Most of us believe the stories told to us by those in authority over us during our early years, such as our parents and caregivers.
These stories we naturally believe to be true.
Why would our parents lie to us?
An example is that someday, you will have a job.
Most of us get some level of education, and from there, we make choices and pursue a career.
Life sometimes throws us a curveball, and instead of a career with a 9-to-5 job, we end up with an hourly wage at a fast food joint.
When we were told we would grow up to have a career and dream about what that career would be, the difference between Reality and our dream can be strikingly different, can it not?
Right now, you and I are living in a time of change.
We are witnesses to what I'm calling a clash of expectations.
Each of us expected our lives and the world to work one way, only to be confronted with something very different.
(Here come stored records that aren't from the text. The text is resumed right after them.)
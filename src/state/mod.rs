// SPDX-License-Identifier: MPL-2.0
// This Source Code Form is subject to the terms of the Mozilla Public
// License, v. 2.0. If a copy of the MPL was not distributed with this
// file, You can obtain one at https://mozilla.org/MPL/2.0/.

//! Live state shared by every orchestration operation.
//!
//! [`StateStore`] holds outlet states (PDU outlets, GPIO outputs, manual
//! devices), special-action states and the set of groups currently being
//! orchestrated. [`TimerRegistry`] holds the pending auto-off reversals.
//!
//! # Examples
//!
//! ```
//! use powerseq::state::{PduInfo, PduOutlet, StateStore};
//! use powerseq::types::OutletState;
//!
//! let mut store = StateStore::new();
//! store.upsert_pdu("10.0.0.5", PduInfo::new("rack-a", "RPDU").with_outlet(PduOutlet::new("1", "Fridge")));
//! store.apply_poll("10.0.0.5", [("1", OutletState::On)]);
//!
//! assert_eq!(store.pdu("10.0.0.5").unwrap().outlets[0].state, OutletState::On);
//! ```

mod store;
mod timers;

pub use store::{GpioOutput, PduInfo, PduOutlet, StateStore};
pub use timers::{MAX_DELAY, TimerKey, TimerRegistry, deadline_after};
/// Derives the display view from the store and the configuration.
#[must_use]
pub fn project(store: &StateStore, config: &AppConfig) -> PublicState {
    let mut view = PublicState::default();

    for group in &config.groups {
        if let Some(color) = group.config().and_then(|cfg| cfg.led_color.as_ref()) {
            view.group_configs.insert(
                group.name().to_string(),
                GroupStyle {
                    led_color: color.clone(),
                },
            );
        }
    }

    let all_outlets = flatten_outlets(store, config, &mut view);
    let known_groups = config.known_group_names();
    let lowered: Vec<String> = known_groups.iter().map(|g| normalize(g)).collect();

    for outlet in all_outlets {
        let name = normalize(&outlet.name);
        let mut matched = false;
        for (group, lower) in known_groups.iter().zip(&lowered) {
            if name.contains(lower.as_str()) {
                view.groups
                    .entry(group.clone())
                    .or_default()
                    .push(outlet.clone());
                matched = true;
            }
        }
        if !matched {
            view.groups
                .entry(OTHER_GROUP.to_string())
                .or_default()
                .push(outlet);
        }
    }

    for outlets in view.groups.values_mut() {
        outlets.sort_by(|a, b| compare_names(&a.name, &b.name));
    }

    view.special_actions = config
        .special_actions
        .iter()
        .map(|action| PublicSpecialAction {
            name: action.name.clone(),
            state: store.special_action_state(&action.name),
        })
        .collect();
    view.working_groups = store.working_groups();

    view
}

/// Fills `view.pdus` and returns every outlet as a group listing entry.
fn flatten_outlets(
    store: &StateStore,
    config: &AppConfig,
    view: &mut PublicState,
) -> Vec<GroupOutlet> {
    let mut all = Vec::new();

    for (host, pdu) in store.pdus() {
        let mut outlets = Vec::with_capacity(pdu.outlets.len());
        for outlet in &pdu.outlets {
            outlets.push(PublicOutlet {
                index: outlet.index.clone(),
                name: outlet.name.clone(),
                state: outlet.state,
            });
            all.push(GroupOutlet {
                host: host.to_string(),
                index: outlet.index.clone(),
                name: outlet.name.clone(),
                state: outlet.state,
                pdu_name: pdu.sys_name.clone(),
                location: pdu.sys_location.clone(),
                kind: pdu.kind.clone(),
                target: OutletRef::Pdu {
                    host: host.to_string(),
                    index: outlet.index.clone(),
                },
            });
        }
        insert_device(
            view,
            host.to_string(),
            &pdu.sys_name,
            &pdu.sys_location,
            &pdu.kind,
            outlets,
        );
    }

    let mut by_connection: BTreeMap<String, Vec<(&str, &GpioOutput)>> = BTreeMap::new();
    for (key, output) in store.gpio_outputs() {
        by_connection
            .entry(output.connection_key())
            .or_default()
            .push((key, output));
    }
    for (connection, outputs) in by_connection {
        let device_key = format!("{GPIO_DEVICE_PREFIX}{connection}");
        let device_name = format!("GPIO ({connection})");
        let mut outlets = Vec::with_capacity(outputs.len());
        for (key, output) in outputs {
            outlets.push(PublicOutlet {
                index: output.pin.to_string(),
                name: output.name.clone(),
                state: output.state,
            });
            all.push(GroupOutlet {
                host: device_key.clone(),
                index: output.pin.to_string(),
                name: output.name.clone(),
                state: output.state,
                pdu_name: device_name.clone(),
                location: connection.clone(),
                kind: "GPIO".to_string(),
                target: OutletRef::Gpio {
                    key: key.to_string(),
                },
            });
        }
        insert_device(view, device_key, &device_name, &connection, "GPIO", outlets);
    }

    if !config.manual_devices.is_empty() {
        let mut outlets = Vec::with_capacity(config.manual_devices.len());
        for device in &config.manual_devices {
            let state = store.manual_state(&device.name);
            outlets.push(PublicOutlet {
                index: device.name.clone(),
                name: device.name.clone(),
                state,
            });
            all.push(GroupOutlet {
                host: MANUAL_DEVICE_KEY.to_string(),
                index: device.name.clone(),
                name: device.name.clone(),
                state,
                pdu_name: "Manual Devices".to_string(),
                location: "Various".to_string(),
                kind: "Manual".to_string(),
                target: OutletRef::Manual {
                    name: device.name.clone(),
                },
            });
        }
        insert_device(
            view,
            MANUAL_DEVICE_KEY.to_string(),
            "Manual Devices",
            "Various",
            "Manual",
            outlets,
        );
    }

    all
}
That difference is Reality.
This clash of expectations today occurs because, for the first time in history, we can have both the truth and lies delivered into our hands and minds instantly.
Steve Jobs wanted to put the power of the computer into everyone's hands.
He saw it as a way of incorporating, blending, and merging the human race in a specific manner to achieve the harmony of humanity through knowledge.
He helped usher in the communication age.
People like Buckminster Fuller recognized that the desktop computer would be the most revolutionary force to unite all aspects of humanity on a critical path of knowledge.
For the very first time in human history, humanity would be able to know information instantly.
Unfiltered.
Joseph Campbell, on the other hand, saw a canyon opening up in humanity's future.
As Arthur C. Clarke put it, humanity was coming to its own childhood's end.
It was going to lose its baby teeth.
Campbell rightly witnessed the end of humanity's transitional traditions.
When I was a child, I thought like a child, and when I became an adult, I thought like an adult.
Childish things are to be put away when we become adults.
Campbell observed that the world over had lost those cultural traditions that previously told children, 'Now you are no longer a child, now you are an adult.'
Our modern society…
As an adult, you are responsible for the common good of the whole.
Children, conversely, are primarily concerned with their own happiness and welfare and are often selfish.
Previously, in the West, this time of transition from childhood to adulthood was called the age of responsibility.
When a person reached the age of eight or thereabouts, the child was recognized by the adults in the community as being able to understand the difference between right and wrong.
Being aware of that difference meant they could be held responsible for their actions, not only for themselves but for the community.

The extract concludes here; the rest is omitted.